ABOUT THIS TASK:
Go through the data below and report how many lines contain "LinkEntity"; the reply holds only that number.

------------------------------------------------------------------------

//! String-level query analysis.
//!
//! Each function parses the query afresh; nothing is cached between calls.
//! Use [`QueryDocument::parse`] directly when several facts are needed.

use crate::error::ParseError;

use super::document::LinkEntity;
use super::document::OrderDirective;
use super::document::QueryDocument;

/// Returns the root entity's logical name, `""` when there is no `<entity>`.
pub fn parse_entity_name(query: &str) -> Result<String, ParseError> {
    Ok(QueryDocument::parse(query)?.entity_name().to_string())
}

/// Returns every `<link-entity>` with its attributes, in document order.
pub fn parse_link_entities(query: &str) -> Result<Vec<LinkEntity>, ParseError> {
    Ok(QueryDocument::parse(query)?.link_entities().to_vec())
}

/// Returns the attribute names declared directly under the root entity.
pub fn parse_root_attribute_names(query: &str) -> Result<Vec<String>, ParseError> {
    Ok(QueryDocument::parse(query)?.root_attribute_names())
}

/// Returns the alias of each root attribute.
///
/// Entries are `None` where no alias is declared; aggregate callers should
/// go through [`QueryDocument::aggregate_aliases`] instead.
pub fn parse_alias_names(query: &str) -> Result<Vec<Option<String>>, ParseError> {
    Ok(QueryDocument::parse(query)?.alias_names())
}

/// Returns `true` only for `aggregate="true"` exactly.
pub fn is_aggregate(query: &str) -> Result<bool, ParseError> {
    Ok(QueryDocument::parse(query)?.is_aggregate())
}

/// Returns the first order directive.
pub fn parse_order(query: &str) -> Result<Option<OrderDirective>, ParseError> {
    Ok(QueryDocument::parse(query)?.order().cloned())
}

/// Returns the cap already carried by the query (`count`, then `top`).
///
/// Unlike the other analyzers this never fails: an unparsable query has no
/// cap and yields `0`.
pub fn parse_explicit_cap(query: &str) -> u32 {
    match QueryDocument::parse(query) {
        Ok(doc) => doc.explicit_cap(),
        Err(err) => {
            log::debug!("No explicit cap, query does not parse: {}", err);
            0
        }
    }
}

#[cfg(test)]
mod tests {
    use super::*;

    #[test]
    fn test_entity_name() {
        let query = r#"<fetch><entity name="account"><attribute name="name"/></entity></fetch>"#;
        assert_eq!(parse_entity_name(query).unwrap(), "account");
        assert_eq!(parse_entity_name(query).unwrap(), parse_entity_name(query).unwrap());
        assert_eq!(parse_entity_name("<fetch/>").unwrap(), "");
    }

    #[test]
    fn test_is_aggregate_requires_exact_literal() {
        let query = |flag: &str| format!(r#"<fetch {flag}><entity name="a"/></fetch>"#);

        assert!(is_aggregate(&query(r#"aggregate="true""#)).unwrap());
        assert!(!is_aggregate(&query(r#"aggregate="True""#)).unwrap());
        assert!(!is_aggregate(&query(r#"aggregate="1""#)).unwrap());
        assert!(!is_aggregate(&query("")).unwrap());
    }

    #[test]
    fn test_explicit_cap() {
        assert_eq!(parse_explicit_cap(r#"<fetch><entity name="a"/></fetch>"#), 0);
        assert_eq!(parse_explicit_cap(r#"<fetch top="10"><entity name="a"/></fetch>"#), 10);
        assert_eq!(parse_explicit_cap(r#"<fetch count="3" top="10"><entity name="a"/></fetch>"#), 3);
        assert_eq!(parse_explicit_cap("<fetch"), 0);
    }

    #[test]
    fn test_analyzers_reject_malformed_input() {
        let broken = "<fetch><entity name=\"a\">";

        assert!(parse_entity_name(broken).is_err());
        assert!(parse_link_entities(broken).is_err());
        assert!(parse_root_attribute_names(broken).is_err());
        assert!(parse_alias_names(broken).is_err());
        assert!(is_aggregate(broken).is_err());
        assert!(parse_order(broken).is_err());
    }

    #[test]
    fn test_same_named_link_entities_are_not_merged() {
        let query = r#"<fetch><entity name="account">
            <link-entity name="contact" alias="a"><attribute name="fullname"/></link-entity>
            <link-entity name="contact" alias="b"><attribute name="telephone1"/></link-entity>
        </entity></fetch>"#;

        let links = parse_link_entities(query).unwrap();
        assert_eq!(links.len(), 2);
        assert_eq!(links[0].attribute_names(), vec!["fullname"]);
        assert_eq!(links[1].attribute_names(), vec!["telephone1"]);
    }
}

------------------------------------------------------------------------

WRITTEN RESPONSE:
2